Former Iraqi dictator Saddam Hussein and six of his former senior aides were back in a Baghdad court, a day after being thrown out of their genocide trial for disruptive behaviour.
By
AFP

Source:
AFP
11 Oct 2006 - 12:00 AM  UPDATED 22 Aug 2013 - 12:18 PM

Saddam began the session by returning to the previous day's dispute, asking Judge Mohammed al-Oreibi al-Khalifah why he had been silenced.

"When the accuser and prosecutor talk, the world listens. When the man called the 'accused' speaks, you switch off the microphone. Is that fair?" the said.

The judge replied: "The microphone issue is to bring order in the court, if you say anything within the law (and I silence you), then you can complain."

Khalifah cut Saddam's microphone on Tuesday when the former strongman tried to inspire his remaining supporters outside the court by citing a defiant verse from the Koran: "Fight them, and God will make you victorious".

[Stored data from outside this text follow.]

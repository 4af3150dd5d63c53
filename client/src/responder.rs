//! Answers requests the way a service behind the request queue would.

use std::time::Duration;

use bytes::Bytes;
use log::{error, trace, warn};
use mqmeter_common::{
    helper::wait,
    transport::{self, Connection, ConnectionProperties, Queue, Transport},
    types::{GetOptions, MatchFilter, Message, OpenMode, PutOptions},
};
use tokio::{select, task::JoinHandle, time::sleep};
use tokio_util::sync::CancellationToken;

/// Which field of the reply carries the request's message id
#[derive(Debug, Clone, Copy, PartialEq, Eq)]
pub enum ReplyMode {
    MessageId,
    /// the reply gets a fresh message id
    CorrelationId,
}

#[derive(Debug, Clone)]
pub struct ResponderOptions {
    manager: String,
    request_queue: String,
    reply_queue: String,
    reply_mode: ReplyMode,
    delay: Option<Duration>,
    // bounded get, so a stop is noticed between polls
    poll_interval: Duration,
}

impl ResponderOptions {
    const DEFAULT_POLL_INTERVAL: Duration = Duration::from_millis(100);

    pub fn new(manager: &str, request_queue: &str, reply_queue: &str) -> Self {
        Self {
            manager: manager.to_string(),
            request_queue: request_queue.to_string(),
            reply_queue: reply_queue.to_string(),
            reply_mode: ReplyMode::MessageId,
            delay: None,
            poll_interval: Self::DEFAULT_POLL_INTERVAL,
        }
    }

    pub fn reply_mode(mut self, mode: ReplyMode) -> Self {
        self.reply_mode = mode;
        self
    }

    pub fn delay(mut self, delay: Duration) -> Self {
        self.delay = Some(delay);
        self
    }

    pub fn poll_interval(mut self, interval: Duration) -> Self {
        self.poll_interval = interval;
        self
    }
}

pub struct Responder {
    token: CancellationToken,
    handle: JoinHandle<u64>,
}

impl Responder {
    pub async fn start<T, F>(
        transport: &T,
        properties: &ConnectionProperties,
        options: ResponderOptions,
        handler: F,
    ) -> transport::Result<Self>
    where
        T: Transport,
        F: Fn(&[u8]) -> Bytes + Send + Sync + 'static,
    {
        let mut conn = transport.connect(&options.manager, properties).await?;
        let requests = match conn
            .open_queue(&options.request_queue, OpenMode::Input)
            .await
        {
            Ok(queue) => queue,
            Err(e) => {
                conn.disconnect().await.ok();
                return Err(e);
            }
        };
        let replies = match conn.open_queue(&options.reply_queue, OpenMode::Output).await {
            Ok(queue) => queue,
            Err(e) => {
                requests.close().await.ok();
                conn.disconnect().await.ok();
                return Err(e);
            }
        };
        let token = CancellationToken::new();
        let handle = tokio::spawn(serve(
            conn,
            requests,
            replies,
            options,
            handler,
            token.child_token(),
        ));
        Ok(Self { token, handle })
    }

    /// stop serving and release the connection, returns the number of replies sent
    pub async fn stop(self) -> u64 {
        self.token.cancel();
        wait(self.handle, "responder").await.unwrap_or(0)
    }
}

async fn serve<C, F>(
    mut conn: C,
    mut requests: C::Queue,
    mut replies: C::Queue,
    options: ResponderOptions,
    handler: F,
    token: CancellationToken,
) -> u64
where
    C: Connection,
    F: Fn(&[u8]) -> Bytes + Send + Sync + 'static,
{
    let any = MatchFilter::any();
    let get_options = GetOptions::wait(options.poll_interval);
    let mut served = 0;
    loop {
        let res = select! {
            res = requests.get(&any, &get_options) => res,
            _ = token.cancelled() => break,
        };
        let request = match res {
            Ok(request) => request,
            Err(e) if e.reason().is_timeout() => continue,
            Err(e) => {
                error!("responder get request error: {e}");
                break;
            }
        };
        if let Some(delay) = options.delay {
            select! {
                _ = sleep(delay) => {}
                _ = token.cancelled() => break,
            }
        }
        let mut reply = Message::new(handler(&request.payload));
        match options.reply_mode {
            ReplyMode::MessageId => reply.message_id = request.message_id,
            ReplyMode::CorrelationId => reply.correlation_id = request.message_id,
        }
        if let Err(e) = replies.put(&mut reply, &PutOptions::default()).await {
            error!("responder put reply error: {e}");
            break;
        }
        trace!("responder: replied to {}", request.message_id);
        served += 1;
    }

    for queue in [requests, replies] {
        if let Err(e) = queue.close().await {
            warn!("responder close queue error: {e}");
        }
    }
    if conn.is_connected() {
        if let Err(e) = conn.disconnect().await {
            warn!("responder disconnect error: {e}");
        }
    }
    served
}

Prosecutors at the Iraqi High Tribunal say 182,000 Kurds were killed in death camps, bombings and poison gas attacks between 1987 and 1988, when Iraqi forces conducted the Anfal campaign, named after the Koranic term for "spoils".

The former Iraqi president and his co-defendants insist the operation was a legitimate military campaign against separatist guerrillas.

Saddam and his cousin Ali Hassan al-Majid, a former military commander who became notorious for gas attacks as "Chemical Ali," are accused of genocide, crimes against humanity and war crimes.

The five others are charged with war crimes and crimes against humanity, and all seven accused face the death penalty if convicted.

The defendants' own lawyers are boycotting the trial in protest at alleged interference by the Iraqi government, and Judge Khalifah has assigned seven court-appointed lawyers to conduct the defence.